I gave them a proper burial, of course. The highest honor for a moth: sucked by a vacuum. Don’t believe me? I think I might know a bit more about moth culture than you, punk.
I cried knowing that she died watching me disembowel the other Big Tim. That used to be her favorite thing. In her last moments I broke her heart and then drowned her. I promised to never forgive myself.
So after that I threw away the trash. I wonder what the trash man would think if the bag of beans exploded while he was moving it.
Thor:
> 08:40
When did my bus leave? 10:00, right? An hour to kill is fine, I can take a 30 minute walk and then pick up some groceries and be on my way.
Oh it’s actually 10:30?
And I would have to walk down the hill I climbed this morning?
Fuck.
There’s a bus that leaves 09:20, that would take me literally twice the distance I’m looking to go, so that I can take a bus that takes me back half the distance and leaves me at the top of the hill.
Why did I buy groceries, again?
09:20
These long-distance transit buses sure do carry a lot of people in rush traffic.
09:40
I’m literally in the next town over.
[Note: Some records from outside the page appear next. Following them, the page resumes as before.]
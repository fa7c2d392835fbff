//! Fixtures shared by the inline test modules.

use chrono::Utc;
use rust_decimal::Decimal;
use sea_orm::{ActiveModelTrait, ColumnTrait, DatabaseConnection, EntityTrait, QueryFilter, Set};
use sea_orm_migration::MigratorTrait;

use crate::infrastructure::database::entities::role::HAIRDRESSER_ROLE;
use crate::infrastructure::database::entities::{
    category, dying, facial_hair, hairstyle, length, manufacturer, product, role, user, user_role,
};
use crate::infrastructure::database::migrator::Migrator;
use crate::infrastructure::database::{init_database, DatabaseConfig};

pub fn init_test_tracing() {
    let _ = tracing_subscriber::fmt()
        .with_env_filter(tracing_subscriber::EnvFilter::new("debug"))
        .with_test_writer()
        .try_init();
}

/// Fresh migrated in-memory database
pub async fn test_db() -> DatabaseConnection {
    init_test_tracing();
    let db = init_database(&DatabaseConfig::in_memory())
        .await
        .expect("in-memory database");
    Migrator::up(&db, None).await.expect("migrations");
    db
}

pub async fn role_id(db: &DatabaseConnection, name: &str) -> i32 {
    role::Entity::find()
        .filter(role::Column::Name.eq(name))
        .one(db)
        .await
        .expect("role query")
        .unwrap_or_else(|| panic!("role {name} is seeded"))
        .id
}

pub async fn create_user(db: &DatabaseConnection, username: &str) -> user::Model {
    user::ActiveModel {
        first_name: Set(username.to_string()),
        last_name: Set("Tester".to_string()),
        email: Set(format!("{username}@salon.test")),
        username: Set(username.to_string()),
        phone_number: Set(None),
        city_id: Set(None),
        is_active: Set(true),
        created_at: Set(Utc::now()),
        ..Default::default()
    }
    .insert(db)
    .await
    .expect("insert user")
}

pub async fn create_hairdresser(db: &DatabaseConnection, username: &str) -> user::Model {
    let user = create_user(db, username).await;
    let role_id = role_id(db, HAIRDRESSER_ROLE).await;
    user_role::ActiveModel {
        user_id: Set(user.id),
        role_id: Set(role_id),
        date_assigned: Set(Utc::now()),
        ..Default::default()
    }
    .insert(db)
    .await
    .expect("assign hairdresser role");
    user
}

pub async fn create_category(db: &DatabaseConnection, name: &str) -> category::Model {
    category::ActiveModel {
        name: Set(name.to_string()),
        description: Set(None),
        is_active: Set(true),
        created_at: Set(Utc::now()),
        ..Default::default()
    }
    .insert(db)
    .await
    .expect("insert category")
}

pub async fn create_manufacturer(db: &DatabaseConnection, name: &str) -> manufacturer::Model {
    manufacturer::ActiveModel {
        name: Set(name.to_string()),
        description: Set(None),
        is_active: Set(true),
        created_at: Set(Utc::now()),
        ..Default::default()
    }
    .insert(db)
    .await
    .expect("insert manufacturer")
}

pub async fn create_product_in(
    db: &DatabaseConnection,
    name: &str,
    price: Decimal,
    category_id: i32,
    manufacturer_id: i32,
) -> product::Model {
    product::ActiveModel {
        name: Set(name.to_string()),
        price: Set(price),
        picture: Set(None),
        is_active: Set(true),
        category_id: Set(category_id),
        manufacturer_id: Set(manufacturer_id),
        created_at: Set(Utc::now()),
        ..Default::default()
    }
    .insert(db)
    .await
    .expect("insert product")
}

/// Product in the shared "General" category made by "Generic"
pub async fn create_product(db: &DatabaseConnection, name: &str, price: Decimal) -> product::Model {
    let category = match category::Entity::find()
        .filter(category::Column::Name.eq("General"))
        .one(db)
        .await
        .expect("category query")
    {
        Some(existing) => existing,
        None => create_category(db, "General").await,
    };
    let manufacturer = match manufacturer::Entity::find()
        .filter(manufacturer::Column::Name.eq("Generic"))
        .one(db)
        .await
        .expect("manufacturer query")
    {
        Some(existing) => existing,
        None => create_manufacturer(db, "Generic").await,
    };
    create_product_in(db, name, price, category.id, manufacturer.id).await
}

pub async fn create_length(db: &DatabaseConnection, name: &str) -> length::Model {
    length::ActiveModel {
        name: Set(name.to_string()),
        image: Set(None),
        is_active: Set(true),
        created_at: Set(Utc::now()),
        ..Default::default()
    }
    .insert(db)
    .await
    .expect("insert length")
}

pub async fn create_hairstyle(db: &DatabaseConnection, name: &str, price: Decimal) -> hairstyle::Model {
    let length = match length::Entity::find()
        .filter(length::Column::Name.eq("Standard"))
        .one(db)
        .await
        .expect("length query")
    {
        Some(existing) => existing,
        None => create_length(db, "Standard").await,
    };
    hairstyle::ActiveModel {
        name: Set(name.to_string()),
        image: Set(None),
        price: Set(price),
        is_active: Set(true),
        length_id: Set(length.id),
        created_at: Set(Utc::now()),
        ..Default::default()
    }
    .insert(db)
    .await
    .expect("insert hairstyle")
}

pub async fn create_facial_hair(db: &DatabaseConnection, name: &str, price: Decimal) -> facial_hair::Model {
    facial_hair::ActiveModel {
        name: Set(name.to_string()),
        image: Set(None),
        price: Set(price),
        is_active: Set(true),
        created_at: Set(Utc::now()),
        ..Default::default()
    }
    .insert(db)
    .await
    .expect("insert facial hair")
}

pub async fn create_dying(db: &DatabaseConnection, name: &str, hex_code: Option<&str>) -> dying::Model {
    dying::ActiveModel {
        name: Set(name.to_string()),
        hex_code: Set(hex_code.map(str::to_string)),
        is_active: Set(true),
        created_at: Set(Utc::now()),
        ..Default::default()
    }
    .insert(db)
    .await
    .expect("insert dye color")
}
Why can’t I just go to the dentist here? Right, because my town village is the last bordering society of that municipality, but taking public transit there is a pure nightmare. It’s easier to get in and out of this current town I’m in that to where my dentist is located. Fuck that’s annoying.
Oh hey, friend from school. Talking to someone is exactly what I need, being all sweaty from climbing hills, being late and stressed to dentist appointments, and carrying groceries on my back. Oh, you were just at the genital clinic, how nice. Yeah, good on you for getting yourself checked. (Author’s note: this is a huge abbreviation and simplification of what actually happened, and what our time together contained, but out of comedic interest I’m cherry picking a single quotable thing that happened and I’m leaving out the rest of the actually private stuff)
10:00
Bus leaves. I suddenly remember the extra layer of clothing I took on to keep myself warm at 07:00 to protect myself from the early morning cold. It’s not early morning anymore, it’s not that cold, and I’m carrying heavy shit.
10:17
At the top of the hill. Time to walk down. Have a nice chat about learning and lessons to learn from the Finnish school system.
10:37
Back at my dorms. Time to take that shower I postponed, shave, get fresh, put on some clean clothes, and have a piece of candy since my teeth were better than they were.
11:32
All done. Hey nice, lunch just opened, and I’m feeling fresh as pie.
What happens next?
Tim
The thing about making such a mess is that the god damn sticky beanbag beans get everywhere. I could clean up 99% of them easily, but the remaining 1% is going to take a fucking cultural revolution to clean up. I know that in 7 years I’m probably going to find one of those damn beans inside my shower head or something, and ill have to clean that single one up. It will never end. Its like glitter, but beanier.
My mistake was that I didn’t watch a YouTube video on how to pour beans correctly.
That’s why I…
Spilled the beans.
Thor:
I’m reminded that my dentist appointment took less than 15 minutes and that I spent more time standing around waiting on buses than actually spending time on them. There’s more to my day to analyze, in fact there’s going to be more to analyze as it isn’t over yet, but this was the entertaining part that was relevant to the story-sharing aspect of this post. The other stuff is more related to positively and social relations and emotional outlets in the form of a hidden little nugget of text that you won’t get to see for probably over a year.
These adventures are hard for me. They’re demanding on my social everything, and I’m reminded exactly why I feel so good living at a school at that’s pretty walled-off from most of society, set at the bottom of a hill that has some absolutely gorgeous views out over some northern landscapes. It’s a place where I am proud to house my heart, my home, and my family.
I wish you a really good day, and a good two weeks.